Zhang Chi, Yang Zhong, Xue Bayang, Zhuo Haoze, Liao Luwei, Yang Xin, Zhu Zekun
College of Automation Engineering, Nanjing University of Aeronautics and Astronautics, Nanjing 211106, China.
Biomimetics (Basel). 2023 Sep 19;8(5):436. doi: 10.3390/biomimetics8050436.
Geometric-semantic scene understanding is a spatial intelligence capability that is essential for robots to perceive and navigate the world. However, understanding a natural scene remains challenging for robots because of restricted sensors and time-varying situations. In contrast, humans and animals are able to form a complex neuromorphic concept of the scene they move in. This neuromorphic concept captures geometric and semantic aspects of the scenario and reconstructs the scene at multiple levels of abstraction. This article seeks to reduce the gap between robot and animal perception by proposing an ingenious scene-understanding approach that seamlessly captures geometric and semantic aspects in an unexplored environment. We proposed two types of biologically inspired environment perception methods, i.e., a set of elaborate biomimetic sensors and a brain-inspired parsing algorithm related to scene understanding, that enable robots to perceive their surroundings like bats. Our evaluations show that the proposed scene-understanding system achieves competitive performance in image semantic segmentation and volumetric-semantic scene reconstruction. Moreover, to verify the practicability of our proposed scene-understanding method, we also conducted real-world geometric-semantic scene reconstruction in an indoor environment with our self-developed drone.
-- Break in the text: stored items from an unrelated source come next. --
use std::sync::Arc;

use containers::OrderEventEndState;
use libp2p_identity::PeerId;
use order_filter::OrderFilter;
use pretty_assertions::assert_eq;
use rstest::rstest;

use super::common::{
    CHAIN_ID, EndlessTransport, FlakyTransport, LocalTransport, MAKER_AMOUNT_IS_ONE, config,
    empty_store, orders, provider_for, store_with,
};
use crate::ordersync::{
    MemoryOrderStore, OrderValidator, OrdersyncError, OrdersyncRequester, OrdersyncSession,
    PeerTransport, SessionState, SubprotocolVersion, TransportError,
};

fn requester(
    transport: Arc<dyn PeerTransport>,
    store: Arc<MemoryOrderStore>,
    versions: &[SubprotocolVersion],
    page_size: usize,
) -> OrdersyncRequester {
    let filter = store.filter().clone();
    OrdersyncRequester::new(
        Arc::new(config(page_size).with_supported_versions(versions.to_vec())),
        transport,
        store,
        filter,
    )
}

#[rstest]
#[case(SubprotocolVersion::V0)]
#[case(SubprotocolVersion::V1)]
#[tokio::test]
async fn test_full_sync_adds_every_order(#[case] version: SubprotocolVersion) {
    let provider_peer = PeerId::random();
    let transport = Arc::new(LocalTransport::new().with_provider(
        provider_peer,
        provider_for(store_with(31).await, &SubprotocolVersion::ALL),
    ));
    let local = empty_store(OrderFilter::accept_all());
    let mut events = local.events().subscribe();

    let outcome = requester(transport.clone(), local.clone(), &[version], 10)
        .sync(provider_peer)
        .await
        .unwrap();

    assert_eq!(outcome.version, version);
    assert_eq!(outcome.pages_fetched, 4);
    assert_eq!(outcome.orders_received, 31);
    assert_eq!(outcome.orders_accepted, 31);
    assert_eq!(outcome.orders_filtered, 0);
    assert_eq!(transport.page_requests(), 4);

    let added = events
        .drain()
        .into_iter()
        .filter(|event| event.end_state == OrderEventEndState::Added)
        .count();
    assert_eq!(added, 31);
    assert_eq!(local.len(), 31);
}

#[tokio::test]
async fn test_requester_filters_pages_before_validation() {
    let provider_peer = PeerId::random();
    let transport = Arc::new(LocalTransport::new().with_provider(
        provider_peer,
        provider_for(store_with(31).await, &SubprotocolVersion::ALL),
    ));
    let local = empty_store(OrderFilter::compile(MAKER_AMOUNT_IS_ONE).unwrap());
    let mut events = local.events().subscribe();

    let outcome = requester(transport, local.clone(), &SubprotocolVersion::ALL, 10)
        .sync(provider_peer)
        .await
        .unwrap();

    assert_eq!(outcome.orders_received, 31);
    assert_eq!(outcome.orders_filtered, 30);
    assert_eq!(outcome.orders_accepted, 1);
    assert_eq!(outcome.orders_rejected, 0);

    let batch = events.drain();
    assert_eq!(batch.len(), 1);
    assert_eq!(batch[0].end_state, OrderEventEndState::Added);
    assert_eq!(local.len(), 1);
}

#[tokio::test]
async fn test_matching_fingerprints_skip_requester_filtering() {
    let filter = OrderFilter::compile(MAKER_AMOUNT_IS_ONE).unwrap();
    let provider_store = empty_store(filter.clone());
    provider_store
        .validate_and_store_valid_orders(orders(31), false, CHAIN_ID)
        .await
        .unwrap();
    let provider_peer = PeerId::random();
    let transport = Arc::new(LocalTransport::new().with_provider(
        provider_peer,
        provider_for(provider_store, &SubprotocolVersion::ALL),
    ));
    let local = empty_store(filter);

    let outcome = requester(transport, local.clone(), &SubprotocolVersion::ALL, 10)
        .sync(provider_peer)
        .await
        .unwrap();

    assert_eq!(outcome.orders_received, 1);
    assert_eq!(outcome.orders_filtered, 0);
    assert_eq!(local.len(), 1);
}

#[rstest]
#[case(&[SubprotocolVersion::V1], &[SubprotocolVersion::V0, SubprotocolVersion::V1], SubprotocolVersion::V1)]
#[case(&[SubprotocolVersion::V0], &[SubprotocolVersion::V0, SubprotocolVersion::V1], SubprotocolVersion::V0)]
#[case(&[SubprotocolVersion::V0, SubprotocolVersion::V1], &[SubprotocolVersion::V0], SubprotocolVersion::V0)]
#[tokio::test]
async fn test_mixed_version_peers_agree_on_a_version(
    #[case] requester_versions: &[SubprotocolVersion],
    #[case] provider_versions: &[SubprotocolVersion],
    #[case] expected: SubprotocolVersion,
) {
    let provider_peer = PeerId::random();
    let transport = Arc::new(LocalTransport::new().with_provider(
        provider_peer,
        provider_for(store_with(12).await, provider_versions),
    ));
    let local = empty_store(OrderFilter::accept_all());

    let outcome = requester(transport, local.clone(), requester_versions, 5)
        .sync(provider_peer)
        .await
        .unwrap();

    assert_eq!(outcome.version, expected);
    assert_eq!(local.len(), 12);
}

#[tokio::test]
async fn test_no_common_version_fails_the_session() {
    let provider_peer = PeerId::random();
    let transport = Arc::new(LocalTransport::new().with_provider(
        provider_peer,
        provider_for(store_with(3).await, &[SubprotocolVersion::V0]),
    ));
    let local = empty_store(OrderFilter::accept_all());
    let requester = requester(transport, local.clone(), &[SubprotocolVersion::V1], 10);
    let session = OrdersyncSession::shared(provider_peer);

    let result = requester.run(&session).await;

    assert!(matches!(result, Err(OrdersyncError::NoCompatibleVersion { .. })));
    assert_eq!(session.lock().state, SessionState::Failed);
    assert!(local.is_empty());
}

#[tokio::test]
async fn test_endless_provider_hits_the_page_budget() {
    let local = empty_store(OrderFilter::accept_all());
    let filter = local.filter().clone();
    let requester = OrdersyncRequester::new(
        Arc::new(config(1).with_max_pages_per_session(5)),
        Arc::new(EndlessTransport::default()),
        local.clone(),
        filter,
    );

    let result = requester.sync(PeerId::random()).await;

    assert!(matches!(result, Err(OrdersyncError::BudgetExceeded { max_pages: 5 })));
    // Pages received before the budget ran out are still applied.
    assert_eq!(local.len(), 5);
}

#[tokio::test]
async fn test_transport_failure_keeps_accepted_orders() {
    let provider_peer = PeerId::random();
    let inner = LocalTransport::new().with_provider(
        provider_peer,
        provider_for(store_with(31).await, &SubprotocolVersion::ALL),
    );
    let transport = Arc::new(FlakyTransport::new(inner, 2));
    let local = empty_store(OrderFilter::accept_all());
    let requester = requester(transport, local.clone(), &SubprotocolVersion::ALL, 10);
    let session = OrdersyncSession::shared(provider_peer);

    let result = requester.run(&session).await;

    assert!(matches!(
        result,
        Err(OrdersyncError::Transport(TransportError::Failed(_)))
    ));
    assert_eq!(session.lock().state, SessionState::Failed);
    assert_eq!(session.lock().pages_fetched, 2);
    // Both pages received before the failure were applied.
    assert_eq!(local.len(), 20);
}

#[tokio::test]
async fn test_unknown_peer_is_a_transport_error() {
    let local = empty_store(OrderFilter::accept_all());
    let requester = requester(
        Arc::new(LocalTransport::new()),
        local,
        &SubprotocolVersion::ALL,
        10,
    );

    let result = requester.sync(PeerId::random()).await;

    assert!(matches!(
        result,
        Err(OrdersyncError::Transport(TransportError::NotConnected))
    ));
}

#[tokio::test]
async fn test_finished_session_reaches_done() {
    let provider_peer = PeerId::random();
    let transport = Arc::new(LocalTransport::new().with_provider(
        provider_peer,
        provider_for(store_with(0).await, &SubprotocolVersion::ALL),
    ));
    let local = empty_store(OrderFilter::accept_all());
    let requester = requester(transport, local, &SubprotocolVersion::ALL, 10);
    let session = OrdersyncSession::shared(provider_peer);

    let outcome = requester.run(&session).await.unwrap();

    assert_eq!(outcome.pages_fetched, 1);
    assert_eq!(outcome.orders_received, 0);
    let session = session.lock();
    assert_eq!(session.state, SessionState::Done);
    assert_eq!(session.version, Some(SubprotocolVersion::V1));
}
use std::net::IpAddr;
use std::path::PathBuf;
use std::time::Duration;

use anyhow::Result;
use chain::ChainId;
use clap::Parser;
use metrics::server::MetricsServerConfig;
use networking::network::NetworkServiceConfig;
use networking::ordersync::{
    OrdersyncConfig, BACKOFF_BASE_MS, BACKOFF_MAX_MS, DEFAULT_PAGE_SIZE, MAX_PAGES_PER_SESSION,
    REQUEST_TIMEOUT_SECS, SESSION_TIMEOUT_SECS,
};

mod node;

use node::{NodeConfig, DEFAULT_MAX_ORDERS};

#[derive(Parser, Debug)]
struct Args {
    #[arg(short, long, default_value = "127.0.0.1")]
    address: IpAddr,

    #[arg(short, long, default_value_t = 60558)]
    port: u16,

    #[arg(short, long)]
    bootnodes: Vec<String>,

    #[arg(long, default_value_t = ChainId::GANACHE.get())]
    chain_id: u64,

    #[arg(long, default_value = "./data")]
    data_dir: PathBuf,

    /// Order filter configuration; every order is accepted when unset.
    #[arg(long)]
    custom_order_filter: Option<String>,

    #[arg(long, default_value_t = DEFAULT_PAGE_SIZE)]
    page_size: usize,

    #[arg(long, default_value_t = MAX_PAGES_PER_SESSION)]
    max_pages_per_session: usize,

    #[arg(long, default_value_t = DEFAULT_MAX_ORDERS)]
    max_orders: usize,

    #[arg(long, default_value_t = REQUEST_TIMEOUT_SECS)]
    request_timeout_secs: u64,

    #[arg(long, default_value_t = SESSION_TIMEOUT_SECS)]
    session_timeout_secs: u64,

    #[arg(long, default_value_t = BACKOFF_BASE_MS)]
    backoff_base_ms: u64,

    #[arg(long, default_value_t = BACKOFF_MAX_MS)]
    backoff_max_ms: u64,

    #[arg(long)]
    metrics: bool,

    #[arg(long, default_value = "127.0.0.1")]
    metrics_address: IpAddr,

    #[arg(long, default_value_t = 5054)]
    metrics_port: u16,
}

impl Args {
    fn into_config(self) -> NodeConfig {
        let chain_id = ChainId(self.chain_id);
        let request_timeout = Duration::from_secs(self.request_timeout_secs);

        let ordersync = OrdersyncConfig::new(chain_id)
            .with_page_size(self.page_size)
            .with_max_pages_per_session(self.max_pages_per_session)
            .with_timeouts(request_timeout, Duration::from_secs(self.session_timeout_secs))
            .with_backoff(
                Duration::from_millis(self.backoff_base_ms),
                Duration::from_millis(self.backoff_max_ms),
            );

        let network = NetworkServiceConfig::new(self.address, self.port, self.bootnodes)
            .with_supported_versions(ordersync.supported_versions.clone())
            .with_request_timeout(request_timeout);

        let metrics = self.metrics.then(|| MetricsServerConfig {
            metrics_address: self.metrics_address,
            metrics_port: self.metrics_port,
        });

        NodeConfig {
            chain_id,
            data_dir: self.data_dir,
            custom_order_filter: self.custom_order_filter,
            max_orders: self.max_orders,
            ordersync,
            network,
            metrics,
        }
    }
}

#[tokio::main]
async fn main() -> Result<()> {
    tracing_subscriber::fmt()
        .with_env_filter(tracing_subscriber::EnvFilter::from_default_env())
        .init();

    let config = Args::parse().into_config();

    node::run(config).await
}
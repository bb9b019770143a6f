use crate::Metrics;
use anyhow::{Error as AnyhowError, Result};
use axum::{Router, routing::get, extract::State};
use std::net::{IpAddr, SocketAddr};
use std::sync::Arc;
use tracing::info;

#[derive(Clone, Debug)]
pub struct MetricsServerConfig {
    pub metrics_address: IpAddr,
    pub metrics_port: u16,
}

impl From<&MetricsServerConfig> for SocketAddr {
    fn from(config: &MetricsServerConfig) -> Self {
        SocketAddr::from((config.metrics_address, config.metrics_port))
    }
}

async fn prometheus_metrics_handler(State(metrics): State<Arc<Metrics>>) -> String {
    metrics.gather()
}

pub fn router(metrics: Arc<Metrics>) -> Router {
    Router::new()
        .route("/metrics", get(prometheus_metrics_handler))
        .with_state(metrics)
}

pub async fn run_metrics_server(config: MetricsServerConfig, metrics: Arc<Metrics>) -> Result<()> {
    let addr = SocketAddr::from(&config);

    let listener = tokio::net::TcpListener::bind(&addr).await?;
    info!(%addr, "Metrics server listening");

    axum::serve(listener, router(metrics).into_make_service_with_connect_info::<SocketAddr>()).await
        .map_err(AnyhowError::new)?;

    Ok(())
}

#[cfg(test)]
mod tests {
    use super::*;
    use tokio::io::{AsyncReadExt, AsyncWriteExt};

    #[test]
    fn config_converts_to_socket_addr() {
        let config = MetricsServerConfig {
            metrics_address: IpAddr::from([127, 0, 0, 1]),
            metrics_port: 9100,
        };

        assert_eq!(SocketAddr::from(&config), SocketAddr::from(([127, 0, 0, 1], 9100)));
    }

    #[tokio::test]
    async fn serves_metrics_over_http() {
        let metrics = Arc::new(Metrics::new());
        metrics.inc_sessions("done");

        let listener = tokio::net::TcpListener::bind("127.0.0.1:0").await.unwrap();
        let addr = listener.local_addr().unwrap();
        tokio::spawn(async move { axum::serve(listener, router(metrics)).await });

        let mut stream = tokio::net::TcpStream::connect(addr).await.unwrap();
        stream
            .write_all(b"GET /metrics HTTP/1.1\r\nHost: localhost\r\nConnection: close\r\n\r\n")
            .await
            .unwrap();
        let mut body = String::new();
        stream.read_to_string(&mut body).await.unwrap();

        assert!(body.starts_with("HTTP/1.1 200"));
        assert!(body.contains("mesh_ordersync_sessions_total"));
    }
}
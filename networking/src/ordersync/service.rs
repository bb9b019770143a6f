use std::sync::Arc;
use std::time::Duration;

use libp2p_identity::PeerId;
use metrics::Metrics;
use order_filter::OrderFilter;
use parking_lot::Mutex;
use tokio::sync::watch;
use tokio::task::JoinHandle;
use tokio::time::{Instant, timeout};
use tracing::{debug, info};

use super::config::OrdersyncConfig;
use super::error::OrdersyncError;
use super::peer_manager::{Backoff, PeerManager, SessionTicket};
use super::requester::{OrdersyncRequester, SyncOutcome};
use super::states::SessionState;
use super::store::OrderValidator;
use super::transport::PeerTransport;
use crate::types::ConnectionState;

/// Counters reported by [`OrdersyncCoordinator::stats`].
#[derive(Debug, Default, Clone, PartialEq, Eq)]
pub struct SyncStats {
    pub connected_peers: usize,
    pub active_sessions: usize,
    pub sessions_completed: u64,
    pub sessions_failed: u64,
    pub sessions_skipped: u64,
    pub orders_accepted: u64,
    pub orders_rejected: u64,
    pub orders_filtered: u64,
}

struct Inner {
    requester: OrdersyncRequester,
    peers: Mutex<PeerManager>,
    stats: Mutex<SyncStats>,
    shutdown: watch::Sender<bool>,
    session_timeout: Duration,
    metrics: Option<Arc<Metrics>>,
}

/// Owns the session registry and launches one requester run per peer.
///
/// Cloning is cheap; all clones share the same registry.
#[derive(Clone)]
pub struct OrdersyncCoordinator {
    inner: Arc<Inner>,
}

impl OrdersyncCoordinator {
    pub fn new(
        config: OrdersyncConfig,
        transport: Arc<dyn PeerTransport>,
        validator: Arc<dyn OrderValidator>,
        filter: OrderFilter,
        metrics: Option<Arc<Metrics>>,
    ) -> Self {
        let backoff = Backoff::new(config.backoff_base, config.backoff_max);
        let session_timeout = config.session_timeout;
        let (shutdown, _) = watch::channel(false);

        Self {
            inner: Arc::new(Inner {
                requester: OrdersyncRequester::new(Arc::new(config), transport, validator, filter),
                peers: Mutex::new(PeerManager::new(backoff)),
                stats: Mutex::new(SyncStats::default()),
                shutdown,
                session_timeout,
                metrics,
            }),
        }
    }

    pub fn config(&self) -> &OrdersyncConfig {
        self.inner.requester.config()
    }

    /// Registers the peer and starts syncing from it in the background.
    ///
    /// If the session fails, the task moves on to another connected peer
    /// that has not been synced yet.
    pub fn on_peer_connected(&self, peer: PeerId) -> JoinHandle<()> {
        {
            let mut peers = self.inner.peers.lock();
            peers.add_peer(peer, ConnectionState::Connected);
            self.record_registry(&peers);
        }
        info!(peer = %peer, "Peer added to ordersync");

        let coordinator = self.clone();
        tokio::spawn(async move { coordinator.sync_with_fallback(peer).await })
    }

    /// Cancels a running session against the peer.
    ///
    /// The peer's backoff outlives the connection, so a peer that failed and
    /// redials is not synced again before its backoff expires.
    pub fn on_peer_disconnected(&self, peer: &PeerId) {
        let mut peers = self.inner.peers.lock();
        if let Some(had_session) = peers.disconnect_peer(peer, Instant::now()) {
            info!(peer = %peer, had_session, "Peer disconnected from ordersync");
        }
        self.record_registry(&peers);
    }

    /// Runs one session against `peer` unless it already has one or is
    /// backing off, in which case the trigger is skipped.
    pub async fn sync_peer(&self, peer: PeerId) -> Result<SyncOutcome, OrdersyncError> {
        if self.is_shutting_down() {
            return Err(OrdersyncError::Cancelled);
        }

        let ticket = {
            let mut peers = self.inner.peers.lock();
            let ticket = peers.begin_session(peer, Instant::now());
            self.record_registry(&peers);
            ticket
        };
        let ticket = match ticket {
            Ok(ticket) => ticket,
            Err(err) => {
                debug!(peer = %peer, %err, "Skipping ordersync trigger");
                self.inner.stats.lock().sessions_skipped += 1;
                if let Some(metrics) = &self.inner.metrics {
                    metrics.inc_sessions(err.label());
                }
                return Err(err);
            }
        };

        debug!(peer = %peer, session = ticket.id, "Starting ordersync session");
        let id = ticket.id;
        let session = ticket.session.clone();
        let result = self.run_session(ticket).await;

        if result.is_err() {
            session.lock().fail();
        }

        {
            let mut peers = self.inner.peers.lock();
            let (success, penalize) = match &result {
                Ok(_) => (true, false),
                Err(err) => (false, err.penalizes_peer()),
            };
            peers.end_session(&peer, id, success, penalize, Instant::now());
            self.record_registry(&peers);
        }
        self.record_result(&peer, &result);

        result
    }

    /// Cancels every running session and refuses new ones.
    pub fn shutdown(&self) {
        info!("Shutting down ordersync");
        self.inner.shutdown.send_replace(true);
        self.inner.peers.lock().cancel_all();
    }

    pub fn is_shutting_down(&self) -> bool {
        *self.inner.shutdown.borrow()
    }

    pub fn active_sessions(&self) -> Vec<(PeerId, SessionState)> {
        self.inner.peers.lock().active_sessions()
    }

    pub fn stats(&self) -> SyncStats {
        let (connected_peers, active_sessions) = {
            let peers = self.inner.peers.lock();
            (peers.connected_peers(), peers.active_sessions().len())
        };
        SyncStats {
            connected_peers,
            active_sessions,
            ..self.inner.stats.lock().clone()
        }
    }

    /// Remaining backoff for `peer`, if it is currently backing off.
    pub fn backoff_remaining(&self, peer: &PeerId) -> Option<Duration> {
        self.inner
            .peers
            .lock()
            .get_peer(peer)
            .and_then(|sync_peer| sync_peer.backoff_remaining(Instant::now()))
    }

    async fn run_session(&self, ticket: SessionTicket) -> Result<SyncOutcome, OrdersyncError> {
        let SessionTicket {
            session,
            mut cancelled,
            ..
        } = ticket;
        let mut shutdown = self.inner.shutdown.subscribe();
        let session_timeout = self.inner.session_timeout;

        tokio::select! {
            result = timeout(session_timeout, self.inner.requester.run(&session)) => {
                result.unwrap_or(Err(OrdersyncError::SessionTimeout(session_timeout)))
            }
            _ = wait_for_cancel(&mut cancelled) => Err(OrdersyncError::Cancelled),
            _ = wait_for_cancel(&mut shutdown) => Err(OrdersyncError::Cancelled),
        }
    }

    async fn sync_with_fallback(&self, first: PeerId) {
        let mut peer = first;
        loop {
            let err = match self.sync_peer(peer).await {
                Ok(_) => return,
                Err(err) if !err.penalizes_peer() => return,
                Err(err) => err,
            };

            let next = self
                .inner
                .peers
                .lock()
                .select_peer_for_retry(Instant::now(), &peer);
            match next {
                Some(next) => {
                    info!(failed = %peer, next = %next, %err, "Retrying ordersync with another peer");
                    peer = next;
                }
                None => {
                    debug!(peer = %peer, "No other peer available for ordersync retry");
                    return;
                }
            }
        }
    }

    fn record_registry(&self, peers: &PeerManager) {
        if let Some(metrics) = &self.inner.metrics {
            metrics.set_active_sessions(peers.active_sessions().len() as i64);
        }
    }

    fn record_result(&self, peer: &PeerId, result: &Result<SyncOutcome, OrdersyncError>) {
        {
            let mut stats = self.inner.stats.lock();
            match result {
                Ok(outcome) => {
                    stats.sessions_completed += 1;
                    stats.orders_accepted += outcome.orders_accepted as u64;
                    stats.orders_rejected += outcome.orders_rejected as u64;
                    stats.orders_filtered += outcome.orders_filtered as u64;
                }
                Err(_) => stats.sessions_failed += 1,
            }
        }

        if let Err(err @ (OrdersyncError::Cancelled | OrdersyncError::SessionTimeout(_))) = result {
            info!(peer = %peer, %err, "Ordersync session aborted");
        }

        let Some(metrics) = &self.inner.metrics else {
            return;
        };
        match result {
            Ok(outcome) => {
                metrics.inc_sessions("done");
                metrics.inc_pages_fetched(&outcome.version.to_string(), outcome.pages_fetched as u64);
                metrics.inc_orders("received", outcome.orders_received as u64);
                metrics.inc_orders("accepted", outcome.orders_accepted as u64);
                metrics.inc_orders("rejected", outcome.orders_rejected as u64);
                metrics.inc_orders("filtered", outcome.orders_filtered as u64);
                metrics.observe_session_duration(outcome.duration.as_secs_f64());
            }
            Err(err) => metrics.inc_sessions(err.label()),
        }
    }
}

/// Resolves once the flag is raised or its sender is gone.
async fn wait_for_cancel(signal: &mut watch::Receiver<bool>) {
    let _ = signal.wait_for(|cancelled| *cancelled).await;
}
几何语义场景理解是一种空间智能能力,对于机器人感知和在世界中导航至关重要。然而,由于传感器受限和情况随时间变化,理解自然场景对机器人来说仍然具有挑战性。相比之下,人类和动物能够形成它们所处场景的复杂神经形态概念。这种神经形态概念捕捉场景的几何和语义方面,并在多个抽象层次上重建场景。本文旨在通过提出一种巧妙的场景理解方法来缩小机器人与动物感知之间的差距,该方法能在未探索的环境中无缝捕捉几何和语义方面。我们提出了两种受生物启发的环境感知方法,即一组精心设计的仿生传感器和一种与场景理解相关的受大脑启发的解析算法,使机器人能够像蝙蝠一样感知周围环境。我们的评估表明,所提出的场景理解系统在图像语义分割和体语义场景重建方面取得了有竞争力的性能。此外,为了验证我们提出的场景理解方法的实用性,我们还使用自行研发的无人机在室内环境中进行了真实世界的几何语义场景重建。